2. The White City Stadium was built for the 1908 Games and stood until 1985. It also hosted a match during the 1966 World Cup. For many years, the stadium was used for greyhound racing. And here's a good bit of trivia: the distance of the modern marathon was officially established at the 1908 Games. The starting point was at Windsor Castle (just below the nursery window, at the request of Princess Mary); the finish line was inside the stadium, just in front of the royal box (and the king). Remember, marathon runners: you're essentially running from King George VI to King Edward VII when you finish those 26.2!

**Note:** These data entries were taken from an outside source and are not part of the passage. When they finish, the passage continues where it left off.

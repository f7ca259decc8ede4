//! Hover tooltip with a styled panel and an optional dotted underline.


use crate::components::foundation as f;
use crate::components::popover::{Popover, PopoverContent};
use hovertip_core::{PANEL_BASE_CLASSES, PANEL_BORDER_CLASSES, UNDERLINE_CLASS, UNDERLINE_STYLE};

/// Trigger interaction used by every [`Tooltip`]; options cannot change it.
pub const TOOLTIP_TRIGGER: f::TriggerEvent = f::TriggerEvent::MouseEnter;

#[derive(f::Properties, PartialEq, Clone)]
pub struct TooltipProps {
    /// Shown inside the floating panel.
    #[prop_or_default]
    pub content: Option<f::Html>,
    /// Extra classes for the floating panel, placed ahead of the base set.
    #[prop_or_default]
    pub class: f::Classes,
    /// Extra classes for the underline wrapper. Ignored without `with_underline`.
    #[prop_or_default]
    pub span_class: f::Classes,
    #[prop_or_default]
    pub with_underline: bool,
    #[prop_or_default]
    pub options: f::TooltipOptions,
    #[prop_or_default]
    pub id: Option<f::AttrValue>,
    #[prop_or_default]
    pub style: Option<f::AttrValue>,
    #[prop_or_default]
    pub aria_label: Option<f::AttrValue>,
    #[prop_or_default]
    pub on_show: f::Callback<()>,
    #[prop_or_default]
    pub on_hide: f::Callback<()>,
    #[prop_or_default]
    pub children: f::Children,
}

#[must_use]
pub fn panel_class(extra: &f::Classes) -> f::Classes {
    f::merged(extra, &[PANEL_BASE_CLASSES, PANEL_BORDER_CLASSES])
}

#[must_use]
pub fn underline_class(extra: &f::Classes) -> f::Classes {
    f::merged(extra, &[UNDERLINE_CLASS])
}

#[f::function_component(Tooltip)]
pub fn tooltip(props: &TooltipProps) -> f::Html {
    let panel = f::html! {
        <div class={panel_class(&props.class)}>
            { props.content.clone().unwrap_or_default() }
        </div>
    };

    let reference = if props.with_underline {
        f::html! {
            <span class={underline_class(&props.span_class)} style={UNDERLINE_STYLE}>
                { for props.children.iter() }
            </span>
        }
    } else {
        f::html! { <>{ for props.children.iter() }</> }
    };

    f::html! {
        <Popover
            trigger={TOOLTIP_TRIGGER}
            content={PopoverContent::Rich(panel)}
            options={props.options.clone()}
            id={props.id.clone()}
            style={props.style.clone()}
            aria_label={props.aria_label.clone()}
            on_show={props.on_show.clone()}
            on_hide={props.on_hide.clone()}
        >
            { reference }
        </Popover>
    }
}
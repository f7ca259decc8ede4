//! Conditional class-name composition.

/// Presentation classes every tooltip panel carries.
pub const PANEL_BASE_CLASSES: &str =
    "inline-block p-2 text-gray-600 bg-white rounded-md shadow-md dark:bg-dark dark:text-gray-200";

/// Border classes appended after the base set.
pub const PANEL_BORDER_CLASSES: &str = "border dark:border-gray-600";

/// Class applied to the trigger wrapper in underline mode.
pub const UNDERLINE_CLASS: &str = "underline";

/// Inline style that turns the underline into a dotted one.
pub const UNDERLINE_STYLE: &str = "text-decoration-style: dotted";

/// Merge `(fragment, included)` pairs into a single class string.
///
/// Excluded fragments are skipped, every fragment is split on whitespace,
/// and a token that already appeared keeps its first position.
#[must_use]
pub fn merge_classes<'a, I>(parts: I) -> String
where
    I: IntoIterator<Item = (&'a str, bool)>,
{
    let mut tokens: Vec<&'a str> = Vec::new();
    for (fragment, included) in parts {
        if !included {
            continue;
        }
        for token in fragment.split_whitespace() {
            if !tokens.contains(&token) {
                tokens.push(token);
            }
        }
    }
    tokens.join(" ")
}
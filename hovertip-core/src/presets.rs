//! Named option presets bundled with the crate.

use crate::options::{OptionsError, TooltipOptions};
use once_cell::sync::Lazy;
use serde_json::{Map, Value};
use thiserror::Error;

const PRESETS_JSON: &str = include_str!("../data/presets.json");

static PRESETS: Lazy<Result<Map<String, Value>, String>> = Lazy::new(|| {
    serde_json::from_str::<Map<String, Value>>(PRESETS_JSON).map_err(|e| e.to_string())
});

#[derive(Debug, Error)]
pub enum PresetError {
    #[error("Unknown preset: {0}")]
    Unknown(String),
    #[error("Preset table is malformed: {0}")]
    Table(String),
    #[error("Preset {name} is invalid: {source}")]
    Invalid {
        name: String,
        #[source]
        source: OptionsError,
    },
}

fn table() -> Result<&'static Map<String, Value>, PresetError> {
    (*PRESETS).as_ref().map_err(|e| PresetError::Table(e.clone()))
}

/// Names of the bundled presets, sorted.
///
/// # Errors
/// Returns an error if the bundled table cannot be parsed.
pub fn names() -> Result<Vec<&'static str>, PresetError> {
    let mut names: Vec<&'static str> = table()?.keys().map(String::as_str).collect();
    names.sort_unstable();
    Ok(names)
}

/// Load a preset by name. Fields the preset omits keep their defaults.
///
/// # Errors
/// Returns an error if the preset is unknown or its values are out of range.
pub fn load(name: &str) -> Result<TooltipOptions, PresetError> {
    let raw = table()?
        .get(name)
        .ok_or_else(|| PresetError::Unknown(name.to_string()))?;
    let options: TooltipOptions =
        serde_json::from_value(raw.clone()).map_err(|e| PresetError::Invalid {
            name: name.to_string(),
            source: OptionsError::Json(e),
        })?;
    options.validate().map_err(|source| PresetError::Invalid {
        name: name.to_string(),
        source,
    })?;
    Ok(options)
}
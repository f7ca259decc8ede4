pub use hovertip_core::{
    ContentMode, Placement, Theme, TooltipOptions, TriggerEvent, merge_classes,
};
pub use yew::function_component;
pub use yew::prelude::{
    AttrValue, Callback, Children, Classes, FocusEvent, Html, KeyboardEvent, MouseEvent,
    NodeRef, Properties, classes, html,
};
pub use yew::{hook, use_effect_with, use_mut_ref, use_node_ref, use_state, use_state_eq};

/// Merge a caller's `Classes` with fixed fragments, caller first.
///
/// Fixed fragments may hold several space-separated classes; a class that
/// already appeared keeps its first position.
#[must_use]
pub fn merged(extra: &Classes, fixed: &[&str]) -> Classes {
    let extra = extra.to_string();
    let parts = std::iter::once((extra.as_str(), true))
        .chain(fixed.iter().map(|part| (*part, true)));
    Classes::from(merge_classes(parts))
}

3. Ah, hindsight. Only six years after these games, World War I broke out in Europe. It was one of the deadliest conflicts in recorded history.

4. White City Stadium held 68,000 spectators in 1908. Curiously, a number of the photographs from the opening ceremony show that large sections of seats in the arena appear to be empty.

Queen Alexandra presents a special gilded cup to Dorando Pietri (Photo: Hulton Archive/Getty Images)

5. King Edward VII (1841-1910) and Queen Alexandra (1844-1925) of the United Kingdom, who reigned from 1901-1910. Alexandra stepped into the spotlight during the marathon event at the 1908 Games. Italian runner Dorando Pietri finished first, but he collapsed multiple times after arriving in the stadium and was helped up and redirected by referees; the second-place finisher successfully petitioned for Pietri's disqualification on the grounds that he had received assistance in completing the race. Queen Alexandra was so moved by Pietri's story that she personally presented him with a gilded silver cup the next day to compensate for the gold medal he lost.

6. Some of the Swedish athletes apparently refused to participate in the opening ceremony because their flag had not been displayed above the stadium.

7. A number of Finnish athletes apparently also refused to participate, as they were compelled to march behind the Russian flag rather than the Finnish flag. (Finland was part of the Russian empire in 1908.)

8. Always rebellious, the American athletes did more than just disappoint sartorially. The defiant American flag bearer, Ralph Rose, refused to dip the American flag before the king in the royal box during the parade of athletes.

9. "Blues" are awards earned by athletes at Oxford and Cambridge. There are complicated sets of rules for who gets a blue and the different classifications of blues. Some Australian universities also award blues.